Activity: Your task is to copy the lines of the data below from the line holding "self.effects.update();" through the line holding "let defaults = SaveData", inclusive, exactly and with nothing added.

Stored data:
Start of Block

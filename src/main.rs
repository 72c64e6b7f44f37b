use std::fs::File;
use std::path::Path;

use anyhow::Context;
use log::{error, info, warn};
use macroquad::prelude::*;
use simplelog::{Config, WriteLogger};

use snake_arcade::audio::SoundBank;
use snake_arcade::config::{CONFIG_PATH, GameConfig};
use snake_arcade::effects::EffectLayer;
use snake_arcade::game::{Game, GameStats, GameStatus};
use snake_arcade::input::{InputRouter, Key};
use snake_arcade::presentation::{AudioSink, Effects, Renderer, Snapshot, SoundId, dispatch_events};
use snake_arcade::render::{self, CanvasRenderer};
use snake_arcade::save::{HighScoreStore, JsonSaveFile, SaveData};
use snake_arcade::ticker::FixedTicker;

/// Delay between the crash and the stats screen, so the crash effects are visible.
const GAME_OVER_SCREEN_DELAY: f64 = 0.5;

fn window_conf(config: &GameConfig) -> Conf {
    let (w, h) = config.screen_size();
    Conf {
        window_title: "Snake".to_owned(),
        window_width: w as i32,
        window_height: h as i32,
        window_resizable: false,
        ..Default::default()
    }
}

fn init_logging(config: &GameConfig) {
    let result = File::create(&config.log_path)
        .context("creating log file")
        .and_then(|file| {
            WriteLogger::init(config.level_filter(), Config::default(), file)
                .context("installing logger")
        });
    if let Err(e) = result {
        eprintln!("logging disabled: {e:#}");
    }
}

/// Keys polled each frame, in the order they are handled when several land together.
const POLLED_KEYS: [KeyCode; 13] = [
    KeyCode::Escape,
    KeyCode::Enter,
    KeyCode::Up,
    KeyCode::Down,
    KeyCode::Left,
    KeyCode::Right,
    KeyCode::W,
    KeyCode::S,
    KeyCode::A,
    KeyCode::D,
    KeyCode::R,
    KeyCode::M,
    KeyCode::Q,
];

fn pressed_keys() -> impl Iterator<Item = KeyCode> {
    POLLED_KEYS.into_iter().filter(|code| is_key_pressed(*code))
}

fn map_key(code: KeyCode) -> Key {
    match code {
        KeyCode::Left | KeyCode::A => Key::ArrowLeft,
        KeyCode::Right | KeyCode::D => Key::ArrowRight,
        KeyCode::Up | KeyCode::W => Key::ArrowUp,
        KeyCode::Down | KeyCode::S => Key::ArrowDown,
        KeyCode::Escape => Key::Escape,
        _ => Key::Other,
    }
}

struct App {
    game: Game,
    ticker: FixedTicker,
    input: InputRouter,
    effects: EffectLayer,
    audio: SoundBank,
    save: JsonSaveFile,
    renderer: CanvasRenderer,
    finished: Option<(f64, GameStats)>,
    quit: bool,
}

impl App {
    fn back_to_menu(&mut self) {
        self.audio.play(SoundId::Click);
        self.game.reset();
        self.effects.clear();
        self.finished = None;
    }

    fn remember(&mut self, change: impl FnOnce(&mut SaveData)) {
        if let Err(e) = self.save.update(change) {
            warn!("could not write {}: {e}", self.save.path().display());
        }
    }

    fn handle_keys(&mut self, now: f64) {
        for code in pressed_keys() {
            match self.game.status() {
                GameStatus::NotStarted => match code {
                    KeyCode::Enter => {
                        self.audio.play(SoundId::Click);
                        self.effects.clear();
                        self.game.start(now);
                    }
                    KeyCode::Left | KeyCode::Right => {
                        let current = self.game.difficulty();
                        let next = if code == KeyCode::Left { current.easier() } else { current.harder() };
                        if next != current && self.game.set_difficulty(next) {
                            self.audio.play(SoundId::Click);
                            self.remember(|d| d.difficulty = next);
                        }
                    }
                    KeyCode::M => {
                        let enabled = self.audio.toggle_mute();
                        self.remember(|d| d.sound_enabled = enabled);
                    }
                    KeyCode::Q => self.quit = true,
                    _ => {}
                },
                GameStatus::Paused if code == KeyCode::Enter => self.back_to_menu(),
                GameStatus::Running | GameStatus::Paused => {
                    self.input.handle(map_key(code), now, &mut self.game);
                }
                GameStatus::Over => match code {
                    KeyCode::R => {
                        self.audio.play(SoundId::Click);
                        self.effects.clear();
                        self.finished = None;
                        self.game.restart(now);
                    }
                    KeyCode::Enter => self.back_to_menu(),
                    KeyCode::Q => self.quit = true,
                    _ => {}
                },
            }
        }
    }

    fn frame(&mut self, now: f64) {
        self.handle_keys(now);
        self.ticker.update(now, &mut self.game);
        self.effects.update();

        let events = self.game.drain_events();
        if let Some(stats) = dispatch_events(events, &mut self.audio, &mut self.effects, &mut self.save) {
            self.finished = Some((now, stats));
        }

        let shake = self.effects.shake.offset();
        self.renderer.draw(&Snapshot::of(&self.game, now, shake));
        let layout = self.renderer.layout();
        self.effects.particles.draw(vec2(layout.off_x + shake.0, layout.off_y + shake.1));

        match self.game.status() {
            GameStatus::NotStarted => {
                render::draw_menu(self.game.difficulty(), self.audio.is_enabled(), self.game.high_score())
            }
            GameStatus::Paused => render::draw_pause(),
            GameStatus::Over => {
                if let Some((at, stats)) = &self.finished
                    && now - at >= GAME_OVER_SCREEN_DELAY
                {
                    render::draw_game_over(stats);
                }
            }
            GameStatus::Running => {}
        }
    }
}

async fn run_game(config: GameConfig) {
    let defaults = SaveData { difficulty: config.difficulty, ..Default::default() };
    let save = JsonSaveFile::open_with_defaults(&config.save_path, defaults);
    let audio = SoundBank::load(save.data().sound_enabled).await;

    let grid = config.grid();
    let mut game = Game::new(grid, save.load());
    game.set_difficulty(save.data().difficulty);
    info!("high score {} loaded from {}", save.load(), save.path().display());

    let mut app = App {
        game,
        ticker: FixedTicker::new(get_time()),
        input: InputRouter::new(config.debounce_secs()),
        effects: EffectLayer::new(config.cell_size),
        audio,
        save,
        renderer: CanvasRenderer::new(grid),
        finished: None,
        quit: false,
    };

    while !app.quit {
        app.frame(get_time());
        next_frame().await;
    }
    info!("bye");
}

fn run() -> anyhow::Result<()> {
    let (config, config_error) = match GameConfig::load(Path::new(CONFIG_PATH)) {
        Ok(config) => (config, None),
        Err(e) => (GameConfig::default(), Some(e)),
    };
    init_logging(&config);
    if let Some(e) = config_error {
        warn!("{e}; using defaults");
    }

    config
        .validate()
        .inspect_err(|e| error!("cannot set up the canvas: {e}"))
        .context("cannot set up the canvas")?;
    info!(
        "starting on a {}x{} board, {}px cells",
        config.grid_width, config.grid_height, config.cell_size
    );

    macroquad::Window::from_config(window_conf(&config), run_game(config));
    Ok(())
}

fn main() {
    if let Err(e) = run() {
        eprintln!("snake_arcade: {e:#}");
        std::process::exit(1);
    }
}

End of Block

Task solution:
        self.effects.update();

        let events = self.game.drain_events();
        if let Some(stats) = dispatch_events(events, &mut self.audio, &mut self.effects, &mut self.save) {
            self.finished = Some((now, stats));
        }

        let shake = self.effects.shake.offset();
        self.renderer.draw(&Snapshot::of(&self.game, now, shake));
        let layout = self.renderer.layout();
        self.effects.particles.draw(vec2(layout.off_x + shake.0, layout.off_y + shake.1));

        match self.game.status() {
            GameStatus::NotStarted => {
                render::draw_menu(self.game.difficulty(), self.audio.is_enabled(), self.game.high_score())
            }
            GameStatus::Paused => render::draw_pause(),
            GameStatus::Over => {
                if let Some((at, stats)) = &self.finished
                    && now - at >= GAME_OVER_SCREEN_DELAY
                {
                    render::draw_game_over(stats);
                }
            }
            GameStatus::Running => {}
        }
    }
}

async fn run_game(config: GameConfig) {
    let defaults = SaveData { difficulty: config.difficulty, ..Default::default() };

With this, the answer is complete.